Carine, de son côté, souligne l’importance d’observer et de respecter les différents rythmes des enfants, en s’adaptant à chacun. « Ce sont souvent eux qui rythment et guident les activités de la journée ; à nous, adultes, de savoir rester flexibles et à l’écoute, pour répondre au mieux à leurs besoins du moment. Il faut aussi veiller, avec ces enfants souvent hypersensibles, à ne pas stopper brutalement une activité, mais plutôt chercher à les attirer en douceur vers une autre source d’intérêt. »
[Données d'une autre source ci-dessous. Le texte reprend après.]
use log::*;
use postgres::GenericClient;

use infra::ids::{raw_ids, Entity, Id};
use infra::pagination::Page;
use infra::persistence::{self, group_by, is_unique_violation, DbPool};

use crate::dishes::{self, Dish};
use crate::error::{Error, Result};
use crate::forms::Choice;
use crate::formsets::NameFormset;
use crate::listing::{ListQuery, Listing};
use crate::services::{with_conn, Commandable, Queryable, Request};

mod models;
mod resources;

pub use self::models::*;
pub use self::resources::configure;

pub const NAME_MAX_LENGTH: usize = 255;

const NAME_CONSTRAINT: &str = "kitchen_ingredient_name_key";

const LISTING: Listing = Listing {
    columns: "i.id, i.name",
    from: "kitchen_ingredient i",
    search_column: "i.name",
    order_by: "i.id",
    per_page: 15,
};

#[derive(Debug, Clone)]
pub struct Ingredients {
    db: DbPool,
}

#[derive(Debug, Clone)]
pub struct ListIngredients(pub ListQuery);
#[derive(Debug, Clone, Copy)]
pub struct LoadIngredient(pub Id<Ingredient>);
/// Saves every named row, or hands the formset back with errors marked.
#[derive(Debug, Clone)]
pub struct BulkCreateIngredients(pub NameFormset);
#[derive(Debug, Clone)]
pub struct RenameIngredient {
    pub id: Id<Ingredient>,
    pub name: String,
}
#[derive(Debug, Clone, Copy)]
pub struct DeleteIngredient(pub Id<Ingredient>);

impl Request for ListIngredients {
    type Resp = Page<IngredientWithDishes>;
}
impl Request for LoadIngredient {
    type Resp = Ingredient;
}
impl Request for BulkCreateIngredients {
    type Resp = std::result::Result<Vec<Id<Ingredient>>, NameFormset>;
}
impl Request for RenameIngredient {
    type Resp = ();
}
impl Request for DeleteIngredient {
    type Resp = ();
}

impl Ingredients {
    pub fn new(db: DbPool) -> Self {
        Ingredients { db }
    }
}

pub fn load<C: GenericClient>(conn: &mut C, id: Id<Ingredient>) -> Result<Ingredient> {
    let row = conn.query_opt(
        "SELECT id, name FROM kitchen_ingredient WHERE id = $1",
        &[&id.get()],
    )?;
    row.map(|row| Ingredient::from_row(&row))
        .ok_or(Error::NotFound(Ingredient::VERBOSE_NAME))
}

pub fn choices<C: GenericClient>(conn: &mut C) -> Result<Vec<Choice<Ingredient>>> {
    let rows = conn.query("SELECT id, name FROM kitchen_ingredient ORDER BY id", &[])?;
    Ok(rows
        .iter()
        .map(|row| Choice {
            id: Id::new(row.get("id")),
            label: row.get("name"),
        })
        .collect())
}

fn taken_names<C: GenericClient>(conn: &mut C, names: &[String]) -> Result<Vec<String>> {
    let rows = conn.query(
        "SELECT name FROM kitchen_ingredient WHERE name = ANY($1)",
        &[&names],
    )?;
    Ok(rows.iter().map(|row| row.get("name")).collect())
}

pub fn insert_all<C: GenericClient>(
    conn: &mut C,
    mut formset: NameFormset,
) -> Result<std::result::Result<Vec<Id<Ingredient>>, NameFormset>> {
    formset.require_unique_names();
    let names = formset.names();

    let mut t = conn.transaction()?;
    let taken = taken_names(&mut t, &names)?;
    formset.mark_taken(&taken, DUPLICATE_NAME);
    if !formset.is_valid() {
        debug!("Rejected ingredient batch; taken: {:?}", taken);
        return Ok(Err(formset));
    }

    let mut ids = Vec::with_capacity(names.len());
    for name in names.iter() {
        let inserted = t.query_one(
            "INSERT INTO kitchen_ingredient (name) VALUES ($1) RETURNING id",
            &[name],
        );
        match inserted {
            Ok(row) => ids.push(Id::new(row.get(0))),
            Err(e) if is_unique_violation(&e, NAME_CONSTRAINT) => {
                warn!("Ingredient {:?} was created concurrently", name);
                formset.mark_taken(&[name.clone()], DUPLICATE_NAME);
                return Ok(Err(formset));
            }
            Err(e) => return Err(e.into()),
        }
    }
    t.commit()?;
    info!("Created {} ingredients: {:?}", ids.len(), ids);
    Ok(Ok(ids))
}

/// Rename, keeping names unique across all other ingredients.
pub fn rename<C: GenericClient>(conn: &mut C, id: Id<Ingredient>, name: &str) -> Result<()> {
    let mut t = conn.transaction()?;
    let clash = t
        .query_opt(
            "SELECT 1 FROM kitchen_ingredient WHERE name = $1 AND id <> $2",
            &[&name, &id.get()],
        )?
        .is_some();
    if clash {
        return Err(Error::invalid_field("name", DUPLICATE_NAME));
    }
    let updated = t.execute(
        "UPDATE kitchen_ingredient SET name = $2 WHERE id = $1",
        &[&id.get(), &name],
    );
    match updated {
        Ok(0) => return Err(Error::NotFound(Ingredient::VERBOSE_NAME)),
        Ok(_) => {}
        Err(e) if is_unique_violation(&e, NAME_CONSTRAINT) => {
            return Err(Error::invalid_field("name", DUPLICATE_NAME))
        }
        Err(e) => return Err(e.into()),
    }
    t.commit()?;
    debug!("Renamed ingredient {} to {:?}", id, name);
    Ok(())
}

impl Queryable<ListIngredients> for Ingredients {
    fn query(&self, req: ListIngredients) -> Result<Page<IngredientWithDishes>> {
        with_conn(&self.db, |conn| {
            let page = LISTING.fetch(conn, &req.0, Ingredient::from_row)?;
            let ids = raw_ids(page.iter().map(|i| &i.id));
            let sql = format!(
                "SELECT idn.ingredient_id, {} FROM kitchen_ingredient_dishes idn \
                 JOIN {} ON d.id = idn.dish_id \
                 WHERE idn.ingredient_id = ANY($1) ORDER BY d.id",
                dishes::COLUMNS,
                dishes::FROM
            );
            let rows = conn.query(sql.as_str(), &[&ids])?;
            let mut dishes = group_by(rows.iter().map(|row| {
                (row.get::<_, i64>("ingredient_id"), Dish::from_row(row))
            }));
            Ok(page.map(|ingredient| IngredientWithDishes {
                dishes: dishes.remove(&ingredient.id.get()).unwrap_or_default(),
                ingredient,
            }))
        })
    }
}

impl Queryable<LoadIngredient> for Ingredients {
    fn query(&self, req: LoadIngredient) -> Result<Ingredient> {
        with_conn(&self.db, |conn| load(conn, req.0))
    }
}

impl Commandable<BulkCreateIngredients> for Ingredients {
    fn execute(
        &self,
        req: BulkCreateIngredients,
    ) -> Result<std::result::Result<Vec<Id<Ingredient>>, NameFormset>> {
        with_conn(&self.db, |conn| insert_all(conn, req.0))
    }
}

impl Commandable<RenameIngredient> for Ingredients {
    fn execute(&self, req: RenameIngredient) -> Result<()> {
        with_conn(&self.db, |conn| rename(conn, req.id, &req.name))
    }
}

impl Commandable<DeleteIngredient> for Ingredients {
    fn execute(&self, req: DeleteIngredient) -> Result<()> {
        with_conn(&self.db, |conn| {
            if persistence::delete(conn, req.0)? {
                Ok(())
            } else {
                Err(Error::NotFound(Ingredient::VERBOSE_NAME))
            }
        })
    }
}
Soutenir et déculpabiliser les parents

Toutes quatre s’accordent sur la nécessité de bien accompagner, conseiller et soutenir les parents comme les enfants. « Certains parents se sentent perdus, culpabilisent ou éprouvent un sentiment de honte. Il ne faut pas ! Leur enfant n’est pas “difficile”, il a juste besoin d’un environnement qui lui corresponde. Mieux vaut donc savoir, et faire un bilan dédié. Un enfant suivi, compris, progresse plus vite », précise Evelyne.

Mathilde, de son côté, elle-même dyslexique, dysorthographique et dysgraphique, regrette des diagnostics parfois tardifs : « Aujourd’hui encore, les gens ne reconnaissent pas toujours bien les DYS. Or, si les enfants ne sont pas diagnostiqués tôt, ils peuvent parfois “traîner” cela pendant des années, et être en situation d’échec scolaire, voire de conflits avec la famille. Un diagnostic plus précoce permettrait d’éviter de perdre un temps précieux ».
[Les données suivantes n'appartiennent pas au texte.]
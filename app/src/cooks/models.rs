use std::fmt;

use chrono::{DateTime, Utc};
use postgres::Row;
use serde::ser::{Serialize, SerializeStruct, Serializer};

use infra::ids::{Entity, Id};

use crate::dishes::Dish;

/// Selected as `c.*`-style columns so the same list works in joins.
pub const COLUMNS: &str = "c.id, c.username, c.first_name, c.last_name, c.email, \
                           c.is_staff, c.is_superuser, c.is_active, c.date_joined, \
                           c.last_login, c.years_of_experience";

/// A staff account. The password hash never leaves the database layer.
#[derive(Debug, Clone, PartialEq)]
pub struct Cook {
    pub id: Id<Cook>,
    pub username: String,
    pub first_name: String,
    pub last_name: String,
    pub email: String,
    pub is_staff: bool,
    pub is_superuser: bool,
    pub is_active: bool,
    pub date_joined: DateTime<Utc>,
    pub last_login: Option<DateTime<Utc>>,
    pub years_of_experience: Option<i32>,
}

#[derive(Debug, Clone, PartialEq, serde::Serialize)]
pub struct CookWithDishes {
    #[serde(flatten)]
    pub cook: Cook,
    pub dishes: Vec<Dish>,
}

impl Entity for Cook {
    const TABLE: &'static str = "kitchen_cook";
    const VERBOSE_NAME: &'static str = "cook";
}

impl Cook {
    pub fn from_row(row: &Row) -> Self {
        Cook {
            id: Id::new(row.get("id")),
            username: row.get("username"),
            first_name: row.get("first_name"),
            last_name: row.get("last_name"),
            email: row.get("email"),
            is_staff: row.get("is_staff"),
            is_superuser: row.get("is_superuser"),
            is_active: row.get("is_active"),
            date_joined: row.get("date_joined"),
            last_login: row.get("last_login"),
            years_of_experience: row.get("years_of_experience"),
        }
    }

    pub fn full_name(&self) -> String {
        format!("{} {}", self.first_name, self.last_name)
    }

    pub fn absolute_url(&self) -> String {
        format!("/cooks/{}/", self.id)
    }
}

impl fmt::Display for Cook {
    fn fmt(&self, f: &mut fmt::Formatter) -> fmt::Result {
        match self.years_of_experience {
            Some(years) => write!(f, "{} ({} years of experience)", self.username, years),
            None => write!(f, "{} (None years of experience)", self.username),
        }
    }
}

// Templates want the derived values alongside the stored ones.
impl Serialize for Cook {
    fn serialize<S: Serializer>(&self, serializer: S) -> Result<S::Ok, S::Error> {
        let mut s = serializer.serialize_struct("Cook", 14)?;
        s.serialize_field("id", &self.id)?;
        s.serialize_field("username", &self.username)?;
        s.serialize_field("first_name", &self.first_name)?;
        s.serialize_field("last_name", &self.last_name)?;
        s.serialize_field("email", &self.email)?;
        s.serialize_field("is_staff", &self.is_staff)?;
        s.serialize_field("is_superuser", &self.is_superuser)?;
        s.serialize_field("is_active", &self.is_active)?;
        s.serialize_field("date_joined", &self.date_joined)?;
        s.serialize_field("last_login", &self.last_login)?;
        s.serialize_field("years_of_experience", &self.years_of_experience)?;
        s.serialize_field("full_name", &self.full_name())?;
        s.serialize_field("absolute_url", &self.absolute_url())?;
        s.serialize_field("display", &self.to_string())?;
        s.end()
    }
}

#[cfg(test)]
pub(crate) fn sample(id: i64, username: &str, years: Option<i32>) -> Cook {
    Cook {
        id: Id::new(id),
        username: username.into(),
        first_name: String::new(),
        last_name: String::new(),
        email: String::new(),
        is_staff: false,
        is_superuser: false,
        is_active: true,
        date_joined: Utc::now(),
        last_login: None,
        years_of_experience: years,
    }
}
Pour Carine, une bonne communication, entre les parents et tout l’entourage de l’enfant (professeurs, intervenants etc.) est essentielle, car tout dépend des règles et habitudes qu’ils ont mis en place pour leur enfant. C’est donc dans ce cadre que l’on peut agir et parvenir à des résultats. Des outils tels que des cahiers de liaison ou des messages WhatsApp par exemple s’avèrent ainsi très utiles à tous, pour bien comprendre et adapter le quotidien de ces enfants. « Une évolution positive est possible, il ne faut pas baisser les bras. Une fois le diagnostic posé, on peut mettre en place différentes aides », explique-t-elle.

Pour conclure, Léandra souligne l’importance d’être à l’écoute de l’ensemble de la famille, et de les rassurer. « Je dis souvent à ces enfants : prends le TDAH comme une véritable force. C’est ce qui fait ta différence ! »

¹ Troubles « DYS » : l’enfant peut manifester des difficultés liées au langage (dysphasie), avoir du mal à lire (dyslexie) ou à produire des écrits (dysorthographie). Lorsque ces troubles concernent la numération ou l’identification de quantités, on parle de dyscalculie. La dyspraxie, enfin, est un trouble du développement moteur ou de la coordination.
² TDAH – Trouble Déficit de l’Attention avec ou sans Hyperactivité : difficulté à se concentrer, besoin de mouvement constant.
³ TSA – Trouble du Spectre de l’Autisme : particularités de communication et de perception sensorielle.

Claire Lanneau

Dirigeante Fondatrice de Babychou Services.